● DATA PROVIDED:
★ ★ ★ ★ ★

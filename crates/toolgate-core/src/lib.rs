// crates/toolgate-core/src/lib.rs
// ============================================================================
// Module: Toolgate Core Library
// Description: Public API surface for the Toolgate core.
// Purpose: Expose the policy data model shared by all Toolgate components.
// Dependencies: crate::{bundle, catalog, claims, digest, governance_api, identifiers, rules, time}
// ============================================================================

//! ## Overview
//! Toolgate core provides the policy data model shared by the control plane,
//! bundle builder, decision engine, and aggregator: identifiers, the service
//! catalog, access rules, bundle snapshots, caller claims, governance
//! contracts, and argument digests. It is transport-agnostic; HTTP surfaces
//! live in the server crates.

// ============================================================================
// SECTION: Modules
// ============================================================================

pub mod bundle;
pub mod catalog;
pub mod claims;
pub mod digest;
pub mod governance_api;
pub mod identifiers;
pub mod rules;
pub mod time;

// ============================================================================
// SECTION: Re-Exports
// ============================================================================

pub use bundle::BundleData;
pub use bundle::PolicyBundle;
pub use catalog::Catalog;
pub use catalog::CatalogError;
pub use catalog::CatalogLookup;
pub use catalog::ServiceEntry;
pub use catalog::ToolEntry;
pub use catalog::ToolTag;
pub use claims::CallerIdentity;
pub use claims::ClaimSet;
pub use claims::ClaimsError;
pub use digest::ArgumentsDigest;
pub use digest::DigestError;
pub use digest::token_fingerprint;
pub use governance_api::ApprovalRequest;
pub use governance_api::EvaluateRequest;
pub use governance_api::EvaluateResponse;
pub use governance_api::GovernanceDecision;
pub use governance_api::RequestStatus;
pub use governance_api::ResolveRequest;
pub use identifiers::GovernanceId;
pub use identifiers::QualifiedToolName;
pub use identifiers::RequestId;
pub use identifiers::Revision;
pub use identifiers::RuleId;
pub use identifiers::ServiceName;
pub use identifiers::SessionId;
pub use identifiers::SubjectId;
pub use identifiers::ToolName;
pub use rules::AccessGrant;
pub use rules::AccessRule;
pub use rules::RuleError;
pub use rules::RuleMatcher;
pub use time::Timestamp;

★ ★ ★ ★ ★

● DESCRIPTION OF THE TASK: Copy out each line of the listing that holds "shared".

● OUTPUT FOR THIS TASK:
// Purpose: Expose the policy data model shared by all Toolgate components.
//! Toolgate core provides the policy data model shared by the control plane,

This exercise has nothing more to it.